A TIME TO FORGIVE

“It offends my friend, John King,” the white, middle-aged, Republican legislator pointed dramatically toward the black lawmaker as she pleaded from the floor of the South Carolina legislature.

“It offends my friend, Reverend Neal,” her voice rose to a shout, so fraught with emotion it appeared she would be unable to finish.

“It offends my friend Mia McLeod!” the lawmaker, State Representative Jenne Horne, pointed at yet a third black legislator and demanded action.

Late at night on C-SPAN, two weeks after the slaying of a black pastor and eight members of his flock in the sanctuary of the Emmanuel AME Church in Charleston by a white supremacist, I had chanced on the televised debate over removing the Confederate flag from the South Carolina State House grounds. Sensing that I was witnessing an historic turning point in what I understood of the South and a moment meaningful in my own life, I sat riveted by the unexpected emotion of the speaker.

In the days following the slayings at the all-black church, family members of the victims forgave the gunman. Stunned by the vileness of the race-hate killings, stirred by the selflessness of the families, South Carolina Governor Nikki Haley publicly called for taking down the Confederate flag, for many in the south a symbol of racial hate, from its prominent perch in the state capitol. In 1961, it had been hoisted to the top of the capitol dome in a defiant act, a response to desegregation, and had since flown from a pole on the State House grounds.

Following the governor’s request, the South Carolina Senate, by over a 2/3 majority, voted to remove the flag. But a companion measure in the House of Representatives bogged down in debate that extended well into the night. I watched, caught-up in the cadence of Ms. Horne’s plea, and thought of my friend, Louis Johnson, a black GI. Sixty years ago this very month Louis and I traveled the deep South together in freshly pressed Army uniforms. We faced the stark reality of Jim Crow laws as traveling companions, but from different worlds.

Growing up in the 1940’s in a small rural community cuddled in the hills of southwestern Wisconsin, I rarely saw black people. When we turned seventeen, two of my classmates, Morrie Collins and Darrell Nelson, and I joined our local Army Reserve unit.
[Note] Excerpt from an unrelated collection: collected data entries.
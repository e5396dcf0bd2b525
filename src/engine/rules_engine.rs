//! Rule compilation and matching.

use super::pattern::CompiledPattern;
use super::rule_set::{PatternRule, RuleSet};
use crate::Span;
use crate::config::EngineLimits;
use crate::error::PatternError;
use crate::text;
use std::sync::Arc;

/// One hit of one rule.
#[derive(Debug, Clone, PartialEq, Eq)]
pub struct RuleMatch {
    pub span: Span,
    pub rule_id: Arc<str>,
    /// Sub-rule set linked from the rule that matched.
    pub sub_rule: Option<Arc<str>>,
}

#[derive(Debug, Clone)]
struct CompiledRule {
    id: Arc<str>,
    sub_rule: Option<Arc<str>>,
    pattern: CompiledPattern,
}

/// Immutable, thread-shareable matcher over a compiled [`RuleSet`].
#[derive(Debug, Clone)]
pub struct RuleEngine {
    name: String,
    rules: Vec<CompiledRule>,
    limits: EngineLimits,
    skipped: usize,
}

impl RuleEngine {
    /// Compile every rule of `set`. Rules that fail to expand or compile are
    /// logged and left out; the engine is still usable.
    pub fn new(set: &RuleSet, limits: EngineLimits) -> Self {
        let mut rules = Vec::with_capacity(set.rules.len());
        let mut skipped = 0;
        for rule in &set.rules {
            match compile_rule(set, rule, &limits) {
                Ok(Some(compiled)) => rules.push(compiled),
                Ok(None) => {
                    skipped += 1;
                }
                Err(err) => {
                    log::warn!("[{}] {err}", set.name);
                    skipped += 1;
                }
            }
        }
        log::debug!("[{}] compiled {} rules ({} skipped)", set.name, rules.len(), skipped);
        RuleEngine { name: set.name.clone(), rules, limits, skipped }
    }

    pub fn name(&self) -> &str {
        &self.name
    }

    /// Number of usable rules.
    pub fn len(&self) -> usize {
        self.rules.len()
    }

    pub fn is_empty(&self) -> bool {
        self.rules.is_empty()
    }

    /// Number of rules dropped at construction.
    pub fn skipped(&self) -> usize {
        self.skipped
    }

    /// Every match of every rule, rules in declaration order.
    ///
    /// No ordering or de-duplication across rules is applied.
    pub fn match_text(&self, text: &str) -> Vec<RuleMatch> {
        let text = self.bounded(text);
        let mut matches = Vec::new();
        if text.is_empty() {
            return matches;
        }
        for rule in &self.rules {
            for span in rule.pattern.find_all(text) {
                if span.is_empty() {
                    continue;
                }
                matches.push(RuleMatch { span, rule_id: rule.id.clone(), sub_rule: rule.sub_rule.clone() });
            }
        }
        matches
    }

    /// Leftmost match of the first rule (in order) that matches at all.
    pub fn first_match(&self, text: &str) -> Option<RuleMatch> {
        let text = self.bounded(text);
        self.rules.iter().find_map(|rule| {
            rule.pattern
                .find_all(text)
                .into_iter()
                .find(|span| !span.is_empty())
                .map(|span| RuleMatch { span, rule_id: rule.id.clone(), sub_rule: rule.sub_rule.clone() })
        })
    }

    fn bounded<'t>(&self, text: &'t str) -> &'t str {
        let capped = text::truncate(text, self.limits.max_input_len);
        if capped.len() < text.len() {
            log::debug!("[{}] input of {} bytes capped at {}", self.name, text.len(), capped.len());
        }
        capped
    }
}

fn compile_rule(set: &RuleSet, rule: &PatternRule, limits: &EngineLimits) -> Result<Option<CompiledRule>, PatternError> {
    if rule.regex.is_empty() {
        log::debug!("[{}] rule '{}' has an empty pattern", set.name, rule.id);
        return Ok(None);
    }
    let expanded = match set.expand(&rule.regex) {
        Ok(expanded) => expanded,
        Err(placeholder) => {
            log::warn!("[{}] rule '{}' references undefined {placeholder}", set.name, rule.id);
            return Ok(None);
        }
    };
    let pattern = CompiledPattern::new(&expanded, rule.case_insensitive, limits)
        .map_err(|source| PatternError { id: rule.id.clone(), source: Box::new(source) })?;
    Ok(Some(CompiledRule {
        id: Arc::from(rule.id.as_str()),
        sub_rule: rule.linked_sub_rule.as_deref().map(Arc::from),
        pattern,
    }))
}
That summer between our junior and senior years of high school, 1955, we attended two weeks of summer camp at nearby Camp McCoy, Wisconsin, and then volunteered to go to Fort Lee, Virginia, for two months of training at the U.S. Army’s Quartermaster School.

Except for a bicycle trip Morrie and I took when we were 15, crossing the Mississippi River bridge to MacGregor, Iowa, none of us had ever been outside of rural Wisconsin. Most of what we knew about the South we had gleaned from minstrel shows and Walt Disney movies.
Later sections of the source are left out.